Sound — 9
Rory Gallagher, predominantly a blues-rock artist, particularly in this (an earlier) part of his career. There are hints and flavours of folk and jazz, but generally has a traditional blues spine. This album, recorded from several different venues across Ireland and Northern Ireland during early 1974 is Rory Gallaghers second live album. The songs are long, which is why this was originally a double LP, but you don't realise it. The songs flow; ducking, weaving and stop-starting, taking you on a journey led by Gallaghers guitar work. This is certainly the case with 'I Walk On Hot Coals' where the other instruments take a back seat as Rory toys with pinch harmonics before building back up again. From the off, we know where we stand with the album. It sets off with an energetic and raw blues-rock number and the energy level never falls, not even for his solo acoustic version of 'As A Crow Flies', where Rory also shows his talents at playing simultaneously with harmonica. Lou Martin is on keyboard and piano and in my opinion wasn't used enough on the album considering his ability. He seems only to be there in the majority for short fills and bulking out the sound. Rory Gallaghers' guitar tone differs from his earlier days with Taste. He uses less distortion, is more melodic but is no less powerful. Arguably at his peak creatively and in commercial success, but without a doubt he produces his best on the live stage.
Lyrics — 7
Gallagher's overall singing skills, I feel are unique to the business.
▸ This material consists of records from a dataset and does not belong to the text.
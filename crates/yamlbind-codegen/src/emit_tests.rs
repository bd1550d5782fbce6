use indoc::indoc;

use crate::{GenConfig, generate};

fn gen_unit(source: &str, compare_ops: bool) -> String {
    let config = GenConfig::new().compare_ops(compare_ops);
    let out = generate(source, &config).unwrap();
    out.trim_end().to_string()
}

#[test]
fn empty_unit_emits_only_the_preamble() {
    let out = gen_unit("", false);
    insta::assert_snapshot!(out, @r#"
    // Automatically generated by yamlbind, do not modify!

    #pragma once
    "#);
}

#[test]
fn record_conversion() {
    let out = gen_unit(
        indoc! {r#"
            struct [[clang::annotate("yamlbind")]] Config {
              std::string s;
              bool b;
              int i;
              int def = 123;
            };
        "#},
        false,
    );

    insta::assert_snapshot!(out, @r#"
    // Automatically generated by yamlbind, do not modify!

    #pragma once

    namespace YAML {

    template<> struct convert<Config> {

      static Node encode(Config const &obj) {
        Node node;
        node["s"] = obj.s;
        node["b"] = obj.b;
        node["i"] = obj.i;
        node["def"] = obj.def;
        return node;
      }

      static bool decode(Node const &node, Config &obj) {
        check_node(node);
        check_node_properties(node, {
          "s",
          "b",
          "i",
          "def",
        });
        set_field<std::string>(obj.s, node, "s");
        set_field<bool>(obj.b, node, "b");
        set_field<int>(obj.i, node, "i");
        set_optional_field<int>(obj.def, node, "def");
        return true;
      }

    };

    } // end namespace YAML
    "#);
}

#[test]
fn enum_conversion() {
    let out = gen_unit(
        r#"enum class [[clang::annotate("yamlbind")]] Mode { Off, On, Auto };"#,
        false,
    );

    insta::assert_snapshot!(out, @r#"
    // Automatically generated by yamlbind, do not modify!

    #pragma once

    namespace YAML {

    template<> struct convert<Mode> {

      static Node encode(Mode const &obj) {
        Node node;
        switch (obj) {
        case Mode::Off:
          node = "Off";
          break;
        case Mode::On:
          node = "On";
          break;
        case Mode::Auto:
          node = "Auto";
          break;
        }
        return node;
      }

      static bool decode(Node const &node, Mode &obj) {
        auto str { node.as<std::string>() };
        if (str == "Off") obj = Mode::Off;
        else if (str == "On") obj = Mode::On;
        else if (str == "Auto") obj = Mode::Auto;
        else return false;
        return true;
      }

    };

    } // end namespace YAML
    "#);
}

#[test]
fn nested_declarations_with_comparison_operators() {
    let out = gen_unit(
        indoc! {r#"
            struct [[clang::annotate("yamlbind")]] Example {
              enum class [[clang::annotate("yamlbind")]] E { E1, E2 };
              struct [[clang::annotate("yamlbind")]] Nested {
                int i;
              };
              std::string s;
              E e;
              Nested n;
              int def = 123;
            };
        "#},
        true,
    );

    insta::assert_snapshot!(out, @r#"
    // Automatically generated by yamlbind, do not modify!

    #pragma once

    namespace YAML {

    template<> struct convert<Example::E> {

      static Node encode(Example::E const &obj) {
        Node node;
        switch (obj) {
        case Example::E::E1:
          node = "E1";
          break;
        case Example::E::E2:
          node = "E2";
          break;
        }
        return node;
      }

      static bool decode(Node const &node, Example::E &obj) {
        auto str { node.as<std::string>() };
        if (str == "E1") obj = Example::E::E1;
        else if (str == "E2") obj = Example::E::E2;
        else return false;
        return true;
      }

    };

    } // end namespace YAML

    namespace YAML {

    template<> struct convert<Example::Nested> {

      static Node encode(Example::Nested const &obj) {
        Node node;
        node["i"] = obj.i;
        return node;
      }

      static bool decode(Node const &node, Example::Nested &obj) {
        check_node(node);
        check_node_properties(node, {
          "i",
        });
        set_field<int>(obj.i, node, "i");
        return true;
      }

    };

    } // end namespace YAML

    bool operator==(Example::Nested const &obj, Example::Nested const &other) {
      return obj.i == other.i;
    }

    namespace YAML {

    template<> struct convert<Example> {

      static Node encode(Example const &obj) {
        Node node;
        node["s"] = obj.s;
        node["e"] = obj.e;
        node["n"] = obj.n;
        node["def"] = obj.def;
        return node;
      }

      static bool decode(Node const &node, Example &obj) {
        check_node(node);
        check_node_properties(node, {
          "s",
          "e",
          "n",
          "def",
        });
        set_field<std::string>(obj.s, node, "s");
        set_field<Example::E>(obj.e, node, "e");
        set_field<Example::Nested>(obj.n, node, "n");
        set_optional_field<int>(obj.def, node, "def");
        return true;
      }

    };

    } // end namespace YAML

    bool operator==(Example const &obj, Example const &other) {
      return obj.s == other.s &&
             obj.e == other.e &&
             obj.n == other.n &&
             obj.def == other.def;
    }
    "#);
}

#[test]
fn namespace_scope_record_with_comparison_operator() {
    let out = gen_unit(
        indoc! {r#"
            namespace cfg {
              struct [[clang::annotate("yamlbind")]] Server {
                std::string host;
                int port = 8080;
              };
            }
        "#},
        true,
    );

    insta::assert_snapshot!(out, @r#"
    // Automatically generated by yamlbind, do not modify!

    #pragma once

    namespace YAML {

    template<> struct convert<cfg::Server> {

      static Node encode(cfg::Server const &obj) {
        Node node;
        node["host"] = obj.host;
        node["port"] = obj.port;
        return node;
      }

      static bool decode(Node const &node, cfg::Server &obj) {
        check_node(node);
        check_node_properties(node, {
          "host",
          "port",
        });
        set_field<std::string>(obj.host, node, "host");
        set_optional_field<int>(obj.port, node, "port");
        return true;
      }

    };

    } // end namespace YAML

    namespace cfg {

    bool operator==(Server const &obj, Server const &other) {
      return obj.host == other.host &&
             obj.port == other.port;
    }

    } // end namespace cfg
    "#);
}

#[test]
fn record_without_serializable_fields_compares_always_equal() {
    let out = gen_unit(
        r#"struct [[clang::annotate("yamlbind")]] Empty {};"#,
        true,
    );

    insta::assert_snapshot!(out, @r#"
    // Automatically generated by yamlbind, do not modify!

    #pragma once

    namespace YAML {

    template<> struct convert<Empty> {

      static Node encode(Empty const &obj) {
        Node node;
        return node;
      }

      static bool decode(Node const &node, Empty &obj) {
        check_node(node);
        check_node_properties(node, {
        });
        return true;
      }

    };

    } // end namespace YAML

    bool operator==(Empty const &obj, Empty const &other) {
      return true;
    }
    "#);
}

#[test]
fn anonymous_namespace_suppresses_comparison_wrapping() {
    let out = gen_unit(
        indoc! {r#"
            namespace {
              struct [[clang::annotate("yamlbind")]] Hidden { int i; };
            }
        "#},
        true,
    );

    assert!(out.contains("template<> struct convert<Hidden> {"));
    assert!(out.contains("bool operator==(Hidden const &obj, Hidden const &other) {"));
    // The only namespace text left is the YAML wrapper pair.
    assert_eq!(out.matches("namespace").count(), 2, "{out}");
}

#[test]
fn nested_namespaces_wrap_with_the_full_path() {
    let out = gen_unit(
        indoc! {r#"
            namespace a {
              namespace b {
                struct [[clang::annotate("yamlbind")]] T { int i; };
              }
            }
        "#},
        true,
    );

    assert!(out.contains("template<> struct convert<a::b::T> {"));
    assert!(out.contains("namespace a::b {"));
    assert!(out.contains("bool operator==(T const &obj, T const &other) {"));
    assert!(out.contains("} // end namespace a::b"));
}

#[test]
fn private_fields_never_reach_the_output() {
    let out = gen_unit(
        indoc! {r#"
            class [[clang::annotate("yamlbind")]] C {
              int hidden;
            public:
              int open;
            };
        "#},
        false,
    );

    assert!(out.contains("node[\"open\"]"));
    assert!(!out.contains("hidden"));
}

#[test]
fn generation_is_deterministic() {
    let source = indoc! {r#"
        struct [[clang::annotate("yamlbind")]] Config {
          std::string s;
          int def = 123;
        };
    "#};
    let config = GenConfig::new().compare_ops(true);
    assert_eq!(
        generate(source, &config).unwrap(),
        generate(source, &config).unwrap()
    );
}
Technically not the best singer and the octave range is limited, but he delivers. His Irish accent combined with classic blues singing gives it a rare quality as it isn't a traditional genre to the country. He can be subtle and suave and then can be brash, forcing the lyrics to you. He does, however sometimes leave you wondering what he said. Not only does he play his guitar solos completely improvised, but sometimes his lyrics get mashed or rather mushed together, making them unclear. The lyrics themselves are nothing contempory or mind-altering. Mainly a load of traditional blues lyrics with the usual themes, either self-penned or covers (I Wonder Who, Too Much Alcohol, and As The Crow Flies). Tattoo'd Lady, a story about his own experience at a fairground is considered one of his best works, live and studio. A solid melody and well-matched lyrics. The same goes for A Million Miles Away, which deals with disconnection, again a bluesy-style theme, but put with melody.
Overall Impression — 9
At the time of release, the blues boom from the 60's and early 70's had slowed dramatically and experimental/alternative and progressive rock were at force. In the Billboard blues chart, Irish Tour hit number 1, as it did in the mainstream Irish chart. It faired very well in many countries, getting well within the top 50, but you feel that if Rory entered a single (as a chose never to release any), he would have been boosted up a lot higher, just from the publicity. The songs on the whole are nothing less than superb on the album, but I don't think it can be stressed enough that listening to studio versions to compare them with would brighten opinion on how good the performances are. My personal favourite moments are the introduction to 'A Million Miles Away' and 'Walk On Hot Coals', showing everything coming together extemely well. I also love the track order and the flowing continuity, the calm in the storm being (a rather fast 'slow one'! ) 'As A Crow Flies'. I have this album in three different formats and twice on CD (remastered version as well as standard) and also the Tony Palmer film. I wish the song 'Hand's Off' appeared on the album, but apart from that I cannot fault it. It is regularly played and held in high regard. It's infectious and like a decent movie, I find new things in it every time I listen. I would want a copy for life.